On Tue, Feb 11, 2020 at 4:27 PM Christopher Schultz <
ch...@christopherschultz.net> wrote:

> -----BEGIN PGP SIGNED MESSAGE-----
> Hash: SHA256
>
> On 2/11/20 2:37 AM, Martin Grigorov wrote:
> > I guess you use Java 8. Newer versions of Java try UTF-8 first and
> > then fallback to ISO-8859-1:
> https://docs.oracle.com/en/java/javase/11/docs/api/java.base/java/util/P
> ropertyResourceBundle.html
> <https://docs.oracle.com/en/java/javase/11/docs/api/java.base/java/util/PropertyResourceBundle.html>
> Correct, I am using Java 8:
>
> $ java -version
> openjdk version "1.8.0_232"
> OpenJDK Runtime Environment (build 1.8.0_232-8u232-b09-1~deb9u1-b09)

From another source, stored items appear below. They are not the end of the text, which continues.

//! Range planning: turns an HTTP byte range into an aligned fetch plan.
//!
//! The platform's chunk RPC only accepts offsets that are multiples of the
//! chunk size, so a requested range is widened to chunk boundaries and the
//! surplus bytes are trimmed off the first and last fetched chunks.

use super::StreamError;

/// The platform hard-caps one chunk RPC at 1 MiB. Using exactly 1 MiB keeps
/// every fetch within that limit regardless of file size.
pub const CHUNK_SIZE: u64 = 1024 * 1024;

/// Request-scoped fetch plan for one byte range.
#[derive(Debug, Clone, Copy, PartialEq, Eq)]
pub struct RangePlan {
    /// First requested byte (inclusive).
    pub from: u64,
    /// Last requested byte (inclusive).
    pub until: u64,
    /// Chunk-aligned offset the first fetch is issued at.
    pub aligned_offset: u64,
    /// Bytes to discard from the front of the first fetched chunk.
    pub leading_trim: usize,
    /// Bytes to keep from the front of the last fetched chunk.
    pub trailing_trim: usize,
    /// Number of chunk fetches spanning the range.
    pub chunk_count: u64,
}

impl RangePlan {
    /// Exact number of bytes the assembled stream must deliver.
    pub fn length(&self) -> u64 {
        self.until - self.from + 1
    }
}

/// Compute the fetch plan for `[from, until]` within a file of `total_size`.
///
/// Fails with `RangeNotSatisfiable` when `from > until` or `from` is at or
/// past the end of the file. `until` is clamped to the last byte.
pub fn plan(
    from: u64,
    until: u64,
    total_size: u64,
    chunk_size: u64,
) -> Result<RangePlan, StreamError> {
    if from > until || from >= total_size {
        return Err(StreamError::RangeNotSatisfiable {
            from,
            until,
            size: total_size,
        });
    }
    let until = until.min(total_size - 1);

    let aligned_offset = from - (from % chunk_size);
    let leading_trim = (from - aligned_offset) as usize;
    let trailing_trim = ((until % chunk_size) + 1) as usize;
    let chunk_count = (until + 1).div_ceil(chunk_size) - aligned_offset / chunk_size;

    Ok(RangePlan {
        from,
        until,
        aligned_offset,
        leading_trim,
        trailing_trim,
        chunk_count,
    })
}

/// Parse a `Range` header into `(from, until)`, both inclusive.
///
/// Only the first range of a multi-range header is honored. A missing or
/// malformed header degrades to the full file, `0..total_size-1`. Bounds
/// are clamped here; satisfiability is checked by [`plan`].
pub fn parse_range(header: Option<&str>, total_size: u64) -> (u64, u64) {
    let full = (0, total_size.saturating_sub(1));
    let Some(header) = header else {
        return full;
    };
    let spec = header.trim_start_matches("bytes=");
    let first = spec.split(',').next().unwrap_or("").trim();
    let Some((start_str, end_str)) = first.split_once('-') else {
        return full;
    };

    let from = if start_str.is_empty() {
        0
    } else {
        match start_str.parse::<u64>() {
            Ok(v) => v,
            Err(_) => return full,
        }
    };
    let until = if end_str.is_empty() {
        total_size.saturating_sub(1)
    } else {
        match end_str.parse::<u64>() {
            Ok(v) => v.min(total_size.saturating_sub(1)),
            Err(_) => return full,
        }
    };
    (from, until)
}

#[cfg(test)]
mod tests {
    use super::*;

    #[test]
    fn aligns_offset_and_trims() {
        // 10 MB file, range 2000000-2999999: the worked example.
        let plan = plan(2_000_000, 2_999_999, 10_000_000, CHUNK_SIZE).unwrap();
        assert_eq!(plan.aligned_offset, 1_048_576);
        assert_eq!(plan.leading_trim, 951_424);
        assert_eq!(plan.trailing_trim, 903_424);
        assert_eq!(plan.chunk_count, 2);
        assert_eq!(plan.length(), 1_000_000);
    }

    #[test]
    fn invariants_hold_across_ranges() {
        let total = 10_000_000;
        for (from, until) in [
            (0, total - 1),
            (0, 0),
            (1, 1),
            (CHUNK_SIZE - 1, CHUNK_SIZE),
            (CHUNK_SIZE, CHUNK_SIZE * 2 - 1),
            (123_456, 7_654_321),
            (total - 1, total - 1),
        ] {
            let p = plan(from, until, total, CHUNK_SIZE).unwrap();
            assert_eq!(p.aligned_offset % CHUNK_SIZE, 0);
            assert!((p.leading_trim as u64) < CHUNK_SIZE);
            assert!(p.trailing_trim >= 1 && p.trailing_trim as u64 <= CHUNK_SIZE);
            assert!(p.chunk_count >= 1);
        }
    }

    #[test]
    fn single_chunk_length_is_trim_difference() {
        let p = plan(100, 499, 1_000, CHUNK_SIZE).unwrap();
        assert_eq!(p.chunk_count, 1);
        assert_eq!(p.length(), (p.trailing_trim - p.leading_trim) as u64);
    }

    #[test]
    fn rejects_unsatisfiable_ranges() {
        assert!(matches!(
            plan(500, 400, 1_000, CHUNK_SIZE),
            Err(StreamError::RangeNotSatisfiable { .. })
        ));
        assert!(matches!(
            plan(1_000, 1_500, 1_000, CHUNK_SIZE),
            Err(StreamError::RangeNotSatisfiable { .. })
        ));
    }

    #[test]
    fn clamps_until_to_file_end() {
        let p = plan(0, u64::MAX, 1_000, CHUNK_SIZE).unwrap();
        assert_eq!(p.until, 999);
        assert_eq!(p.length(), 1_000);
    }

    #[test]
    fn parses_range_headers() {
        assert_eq!(parse_range(None, 500), (0, 499));
        assert_eq!(parse_range(Some("bytes=0-99"), 500), (0, 99));
        assert_eq!(parse_range(Some("bytes=100-"), 500), (100, 499));
        assert_eq!(parse_range(Some("bytes=-99"), 500), (0, 99));
        assert_eq!(parse_range(Some("bytes=0-49,100-199"), 500), (0, 49));
        assert_eq!(parse_range(Some("bytes=0-9999"), 500), (0, 499));
        assert_eq!(parse_range(Some("garbage"), 500), (0, 499));
    }
}
//! Criterion micro-benchmarks for lexicon construction and lookups.

use std::hint::black_box;

use criterion::{criterion_group, criterion_main, Criterion};
use lexgrid_bench::synthetic_words;
use lexgrid_core::PrefixIndex;
use lexgrid_dict::Lexicon;
use lexgrid_grid::roll_board;

/// Benchmark: build a trie from 20K words.
fn bench_build_20k(c: &mut Criterion) {
    let words = synthetic_words(20_000, 42).unwrap();

    c.bench_function("lexicon_build_20k", |b| {
        b.iter(|| black_box(Lexicon::from_words(&words)));
    });
}

/// Benchmark: `is_prefix` over 1K probe words drawn from unseen boards.
fn bench_prefix_lookups(c: &mut Criterion) {
    let words = synthetic_words(20_000, 42).unwrap();
    let lexicon = Lexicon::from_words(&words);
    let probes: Vec<String> = synthetic_words(1_000, 7).unwrap();

    c.bench_function("lexicon_is_prefix_1k", |b| {
        b.iter(|| {
            for p in &probes {
                black_box(lexicon.is_prefix(p));
            }
        });
    });
}

/// Benchmark: neighbours() on every cell of a 6x6 board.
fn bench_neighbours_6x6(c: &mut Criterion) {
    let grid = roll_board(6, 42).unwrap();

    c.bench_function("neighbours_6x6", |b| {
        b.iter(|| {
            for pos in grid.positions() {
                black_box(grid.neighbours(pos));
            }
        });
    });
}

criterion_group!(
    benches,
    bench_build_20k,
    bench_prefix_lookups,
    bench_neighbours_6x6
);
criterion_main!(benches);
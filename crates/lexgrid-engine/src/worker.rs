//! Worker thread body.
//!
//! Each worker loops: pop an item, run one step if it is a route,
//! acknowledge, repeat. A shutdown token is acknowledged and ends the
//! loop. Steps that panic are contained here so a single bad branch
//! cannot take the worker (and the outstanding count) down with it.

use std::panic::{self, AssertUnwindSafe};
use std::sync::Arc;

use crate::frontier::FrontierItem;
use crate::step::SearchContext;

/// What a worker did before it exited.
#[derive(Clone, Copy, Debug, Default, PartialEq, Eq)]
pub(crate) struct WorkerReport {
    pub(crate) steps: u64,
    pub(crate) failures: u64,
}

pub(crate) fn worker_loop(ctx: Arc<SearchContext>, worker_id: usize) -> WorkerReport {
    let mut report = WorkerReport::default();
    loop {
        let (item, _ack) = ctx.frontier().pop_guarded();
        let route = match item {
            FrontierItem::Route(route) => route,
            FrontierItem::Shutdown => break,
        };

        report.steps += 1;
        let result = panic::catch_unwind(AssertUnwindSafe(|| ctx.step(route)));
        if let Err(payload) = result {
            report.failures += 1;
            ctx.metrics().record_failure();
            tracing::warn!(
                worker_id,
                reason = panic_message(&*payload),
                "search step panicked; branch abandoned"
            );
        }
        // `_ack` drops here: the route is acknowledged after every child
        // it produced has been pushed.
    }
    tracing::trace!(worker_id, steps = report.steps, "worker exiting");
    report
}

fn panic_message(payload: &(dyn std::any::Any + Send)) -> &str {
    if let Some(s) = payload.downcast_ref::<&str>() {
        *s
    } else if let Some(s) = payload.downcast_ref::<String>() {
        s.as_str()
    } else {
        "non-string panic payload"
    }
}

#[cfg(test)]
mod tests {
    use super::*;
    use crate::sink::VecSink;
    use lexgrid_core::PrefixIndex;
    use lexgrid_grid::Grid;
    use std::thread;

    struct Everything;

    impl PrefixIndex for Everything {
        fn is_prefix(&self, _: &str) -> bool {
            true
        }

        fn is_word(&self, _: &str) -> bool {
            false
        }
    }

    struct Explodes;

    impl PrefixIndex for Explodes {
        fn is_prefix(&self, s: &str) -> bool {
            if s == "A" {
                panic!("index failure on {s}");
            }
            false
        }

        fn is_word(&self, _: &str) -> bool {
            false
        }
    }

    fn context(index: Arc<dyn PrefixIndex>) -> Arc<SearchContext> {
        Arc::new(SearchContext::new(
            Arc::new(Grid::parse("CA/TS").unwrap()),
            index,
            Arc::new(VecSink::new()),
            1,
        ))
    }

    #[test]
    fn exits_on_shutdown_token() {
        let ctx = context(Arc::new(Everything));
        ctx.frontier().push_shutdown();
        let report = worker_loop(Arc::clone(&ctx), 0);
        assert_eq!(report, WorkerReport::default());
        assert_eq!(ctx.frontier().outstanding(), 0);
    }

    #[test]
    fn single_worker_drains_all_paths() {
        let ctx = context(Arc::new(Everything));
        ctx.seed();
        let wctx = Arc::clone(&ctx);
        let handle = thread::spawn(move || worker_loop(wctx, 0));
        ctx.frontier().await_idle();
        ctx.frontier().push_shutdown();
        let report = handle.join().unwrap();

        // Simple paths on a 2x2 king graph: 4 + 12 + 24 + 24.
        assert_eq!(report.steps, 64);
        assert_eq!(report.failures, 0);
        assert_eq!(ctx.metrics().snapshot().routes_pushed, 64);
        assert_eq!(ctx.frontier().outstanding(), 0);
    }

    #[test]
    fn panicking_step_is_contained_and_acknowledged() {
        let ctx = context(Arc::new(Explodes));
        ctx.seed();
        ctx.frontier().push_shutdown();
        let report = worker_loop(Arc::clone(&ctx), 3);
        assert_eq!(report.steps, 4);
        assert_eq!(report.failures, 1);
        let m = ctx.metrics().snapshot();
        assert_eq!(m.routes_failed, 1);
        assert_eq!(m.routes_pruned, 3);
        assert_eq!(ctx.frontier().outstanding(), 0);
    }

    #[test]
    fn panic_message_reads_common_payloads() {
        let s: Box<dyn std::any::Any + Send> = Box::new("static");
        assert_eq!(panic_message(s.as_ref()), "static");
        let s: Box<dyn std::any::Any + Send> = Box::new(String::from("owned"));
        assert_eq!(panic_message(s.as_ref()), "owned");
        let s: Box<dyn std::any::Any + Send> = Box::new(7_u8);
        assert_eq!(panic_message(s.as_ref()), "non-string panic payload");
    }
}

> OpenJDK 64-Bit Server VM (build 25.232-b09, mixed mode)
>
> This is the version that Debian 9 provides. I could install a a higher
> patch-version but would it help?
>
> On 2/11/20 6:38 AM, Mark Thomas wrote:
> > On 10/02/2020 20:58, Christopher Schultz wrote:
> >> All,
> >>
> >> I've recently begun making a change to my application's resource
> >> bundles, converting them into UTF-8 for readability and
> >> converting them to ISO-8859-1 during my build process to make
> >> ResourceBundle happy.
> >>
> >> I have everything working, except that Eclipse still thinks that
> >> my files ought to be ISO-8859-1 and ruins them when I load them.
> >> Sometimes, it's very obvious and that's not a problem: a
> >> developer will see that and fix it before continuing. But some
> >> files are only *slightly* broken by this and someone might make a
> >> mistake.
> >
> > I don't think we have seen this with Tomcat. Or have we (since we
> > switched to UTF-8)?
> >
> > The thing that bugged me was having to manually switch properties
> > files to UTF-8 to view them "properly". You mail motivated me to
> > track down where I can change that in Eclipse:
> >
> > Window->Preferences->General->Content Types
> >
> > and I have changed Java properties files to use UTF-8. So that is
> > my personal niggle fixed. Thanks for the motivation.
>
> Yes, this *will* fix things, but:
>
> 1. It's a global setting, so it can't be set on a per-project basis.
> That means you have to be willing to convert ALL your properties files
> across ALL your projects to UTF-8. That may be okay for some people,
> but not all.
>
> 2. This is a guess: Tomcat's ide-eclipse ant target can't set that
> setting for the Tomcat project(s) because it's a global setting.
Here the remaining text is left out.